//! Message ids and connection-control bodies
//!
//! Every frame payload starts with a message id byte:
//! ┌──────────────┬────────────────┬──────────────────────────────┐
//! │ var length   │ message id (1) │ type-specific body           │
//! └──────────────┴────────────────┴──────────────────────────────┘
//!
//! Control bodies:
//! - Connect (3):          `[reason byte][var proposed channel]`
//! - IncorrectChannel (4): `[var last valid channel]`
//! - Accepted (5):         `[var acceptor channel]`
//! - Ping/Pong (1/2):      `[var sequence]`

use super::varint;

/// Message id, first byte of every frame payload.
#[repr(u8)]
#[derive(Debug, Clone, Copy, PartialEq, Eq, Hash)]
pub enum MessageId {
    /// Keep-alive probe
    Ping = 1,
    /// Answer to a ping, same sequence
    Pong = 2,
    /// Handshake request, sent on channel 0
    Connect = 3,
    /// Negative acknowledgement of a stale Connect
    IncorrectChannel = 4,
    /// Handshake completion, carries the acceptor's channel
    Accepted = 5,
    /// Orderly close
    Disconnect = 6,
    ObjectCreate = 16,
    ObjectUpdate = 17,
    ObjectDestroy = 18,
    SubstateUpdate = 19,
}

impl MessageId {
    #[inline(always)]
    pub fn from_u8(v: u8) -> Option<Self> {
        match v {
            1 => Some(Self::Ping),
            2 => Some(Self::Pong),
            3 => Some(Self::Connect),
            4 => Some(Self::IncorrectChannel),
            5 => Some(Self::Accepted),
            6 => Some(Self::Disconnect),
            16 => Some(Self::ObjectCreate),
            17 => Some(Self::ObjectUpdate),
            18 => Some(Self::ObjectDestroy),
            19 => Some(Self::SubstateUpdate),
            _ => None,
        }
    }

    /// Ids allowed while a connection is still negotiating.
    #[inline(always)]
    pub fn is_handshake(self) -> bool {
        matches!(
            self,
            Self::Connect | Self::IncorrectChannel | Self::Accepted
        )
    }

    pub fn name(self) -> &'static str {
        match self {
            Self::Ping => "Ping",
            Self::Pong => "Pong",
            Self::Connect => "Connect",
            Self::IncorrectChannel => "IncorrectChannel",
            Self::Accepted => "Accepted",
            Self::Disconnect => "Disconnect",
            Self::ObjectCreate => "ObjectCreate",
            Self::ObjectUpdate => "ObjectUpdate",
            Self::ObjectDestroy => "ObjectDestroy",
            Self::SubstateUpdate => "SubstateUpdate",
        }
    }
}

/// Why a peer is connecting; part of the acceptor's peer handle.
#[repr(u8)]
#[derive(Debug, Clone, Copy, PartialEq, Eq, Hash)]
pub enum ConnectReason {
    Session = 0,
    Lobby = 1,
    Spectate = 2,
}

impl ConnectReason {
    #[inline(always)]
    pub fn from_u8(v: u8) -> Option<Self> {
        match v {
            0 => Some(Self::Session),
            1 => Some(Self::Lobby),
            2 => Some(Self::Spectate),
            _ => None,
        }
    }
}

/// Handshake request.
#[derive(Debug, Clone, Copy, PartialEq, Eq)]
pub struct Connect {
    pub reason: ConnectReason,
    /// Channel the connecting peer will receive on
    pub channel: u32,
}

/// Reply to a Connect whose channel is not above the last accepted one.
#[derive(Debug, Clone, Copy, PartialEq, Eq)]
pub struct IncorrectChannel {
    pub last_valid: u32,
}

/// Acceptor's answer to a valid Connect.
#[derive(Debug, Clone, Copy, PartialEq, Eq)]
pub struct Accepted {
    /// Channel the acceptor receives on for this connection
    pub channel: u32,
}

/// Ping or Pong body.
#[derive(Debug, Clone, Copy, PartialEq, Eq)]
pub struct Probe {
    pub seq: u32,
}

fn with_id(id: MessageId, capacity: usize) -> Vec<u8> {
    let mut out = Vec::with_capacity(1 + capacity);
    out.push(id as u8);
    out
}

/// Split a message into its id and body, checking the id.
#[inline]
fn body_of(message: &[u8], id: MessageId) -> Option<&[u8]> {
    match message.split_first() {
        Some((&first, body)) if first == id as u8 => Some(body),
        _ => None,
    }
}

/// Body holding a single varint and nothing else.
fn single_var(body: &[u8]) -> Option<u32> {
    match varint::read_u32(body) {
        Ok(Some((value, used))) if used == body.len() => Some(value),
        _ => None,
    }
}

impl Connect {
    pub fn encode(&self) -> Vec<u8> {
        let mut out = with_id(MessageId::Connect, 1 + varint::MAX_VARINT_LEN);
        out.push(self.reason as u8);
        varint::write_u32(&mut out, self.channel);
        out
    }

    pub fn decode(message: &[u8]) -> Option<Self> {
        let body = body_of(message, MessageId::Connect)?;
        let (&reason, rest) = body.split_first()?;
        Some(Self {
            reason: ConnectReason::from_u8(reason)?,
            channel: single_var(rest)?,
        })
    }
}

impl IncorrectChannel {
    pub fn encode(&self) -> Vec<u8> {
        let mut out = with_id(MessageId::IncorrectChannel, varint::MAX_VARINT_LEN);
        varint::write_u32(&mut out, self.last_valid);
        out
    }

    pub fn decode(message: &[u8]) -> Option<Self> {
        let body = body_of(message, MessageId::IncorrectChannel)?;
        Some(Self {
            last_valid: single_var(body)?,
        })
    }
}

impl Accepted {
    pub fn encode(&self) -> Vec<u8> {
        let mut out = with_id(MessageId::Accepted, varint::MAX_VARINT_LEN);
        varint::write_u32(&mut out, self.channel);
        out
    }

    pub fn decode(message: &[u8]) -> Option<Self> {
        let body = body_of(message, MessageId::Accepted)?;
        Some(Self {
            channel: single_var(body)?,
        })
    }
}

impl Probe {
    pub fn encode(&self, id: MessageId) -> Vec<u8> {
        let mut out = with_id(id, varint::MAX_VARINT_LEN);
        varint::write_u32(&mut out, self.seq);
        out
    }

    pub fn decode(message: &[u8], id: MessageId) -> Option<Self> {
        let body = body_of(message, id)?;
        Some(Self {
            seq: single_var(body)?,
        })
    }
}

◇ ◇ ◇ ◇ ◇

Task goal: Report each line in the entries where the string "Disconnect" occurs.

Solution for this exercise:
    Disconnect = 6,
            6 => Some(Self::Disconnect),
            Self::Disconnect => "Disconnect",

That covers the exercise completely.